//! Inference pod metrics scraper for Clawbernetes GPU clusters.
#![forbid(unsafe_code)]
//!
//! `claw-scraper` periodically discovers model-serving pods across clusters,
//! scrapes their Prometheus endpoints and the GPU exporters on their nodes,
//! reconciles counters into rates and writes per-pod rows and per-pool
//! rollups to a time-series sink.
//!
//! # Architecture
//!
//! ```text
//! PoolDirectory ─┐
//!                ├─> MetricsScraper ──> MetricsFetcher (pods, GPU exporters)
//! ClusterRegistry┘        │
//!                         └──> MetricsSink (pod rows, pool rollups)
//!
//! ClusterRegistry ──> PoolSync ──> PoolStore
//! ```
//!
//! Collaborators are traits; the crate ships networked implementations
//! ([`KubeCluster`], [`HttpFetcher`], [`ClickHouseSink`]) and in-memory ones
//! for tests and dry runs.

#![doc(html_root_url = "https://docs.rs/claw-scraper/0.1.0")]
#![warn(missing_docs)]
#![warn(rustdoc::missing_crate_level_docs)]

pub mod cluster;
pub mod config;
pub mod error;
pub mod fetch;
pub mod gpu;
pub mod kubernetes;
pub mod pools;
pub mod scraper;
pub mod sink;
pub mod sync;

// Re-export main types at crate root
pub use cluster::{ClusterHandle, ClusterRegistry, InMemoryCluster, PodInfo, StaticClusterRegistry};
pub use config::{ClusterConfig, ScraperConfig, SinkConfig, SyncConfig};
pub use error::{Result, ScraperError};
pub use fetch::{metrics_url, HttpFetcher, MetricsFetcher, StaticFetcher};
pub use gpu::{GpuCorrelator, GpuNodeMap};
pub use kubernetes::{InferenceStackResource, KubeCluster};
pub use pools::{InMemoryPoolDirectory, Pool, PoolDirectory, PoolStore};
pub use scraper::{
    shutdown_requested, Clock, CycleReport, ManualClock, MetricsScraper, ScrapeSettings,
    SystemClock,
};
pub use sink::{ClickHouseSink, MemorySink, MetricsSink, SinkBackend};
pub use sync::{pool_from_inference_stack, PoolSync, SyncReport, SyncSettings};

····················

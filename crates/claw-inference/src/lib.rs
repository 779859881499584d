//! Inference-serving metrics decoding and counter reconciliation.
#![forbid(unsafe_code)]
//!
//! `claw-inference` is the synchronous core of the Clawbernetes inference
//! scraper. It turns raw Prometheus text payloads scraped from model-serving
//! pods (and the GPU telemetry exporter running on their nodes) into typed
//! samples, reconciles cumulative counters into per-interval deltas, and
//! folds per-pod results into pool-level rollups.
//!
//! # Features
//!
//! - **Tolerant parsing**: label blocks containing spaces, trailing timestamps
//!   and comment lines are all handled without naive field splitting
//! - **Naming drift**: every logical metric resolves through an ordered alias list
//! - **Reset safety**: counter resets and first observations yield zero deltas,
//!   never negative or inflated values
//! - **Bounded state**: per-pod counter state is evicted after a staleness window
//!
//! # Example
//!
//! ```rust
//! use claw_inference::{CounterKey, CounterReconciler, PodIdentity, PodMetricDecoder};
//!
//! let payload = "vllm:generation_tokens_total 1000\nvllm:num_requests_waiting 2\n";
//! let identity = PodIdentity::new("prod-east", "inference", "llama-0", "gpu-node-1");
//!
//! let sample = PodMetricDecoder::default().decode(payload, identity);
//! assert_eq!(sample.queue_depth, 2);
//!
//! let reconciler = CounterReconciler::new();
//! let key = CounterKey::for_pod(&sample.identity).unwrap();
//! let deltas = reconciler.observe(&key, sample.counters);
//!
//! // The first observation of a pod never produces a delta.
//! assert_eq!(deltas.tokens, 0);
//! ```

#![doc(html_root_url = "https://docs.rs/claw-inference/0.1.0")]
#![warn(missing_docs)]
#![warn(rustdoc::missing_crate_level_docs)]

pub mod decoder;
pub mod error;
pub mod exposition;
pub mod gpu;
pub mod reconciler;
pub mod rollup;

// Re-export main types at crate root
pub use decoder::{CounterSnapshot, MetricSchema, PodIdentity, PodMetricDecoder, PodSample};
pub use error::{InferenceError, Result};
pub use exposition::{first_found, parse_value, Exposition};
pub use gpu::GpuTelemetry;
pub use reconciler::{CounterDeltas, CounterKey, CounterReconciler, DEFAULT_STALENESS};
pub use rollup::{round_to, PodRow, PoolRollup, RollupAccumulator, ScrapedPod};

····················

■ **Exercise**
Find and copy each line of the material that holds the word "PodIdentity".

■ **Exercise output**
//! use claw_inference::{CounterKey, CounterReconciler, PodIdentity, PodMetricDecoder};
//! let identity = PodIdentity::new("prod-east", "inference", "llama-0", "gpu-node-1");
pub use decoder::{CounterSnapshot, MetricSchema, PodIdentity, PodMetricDecoder, PodSample};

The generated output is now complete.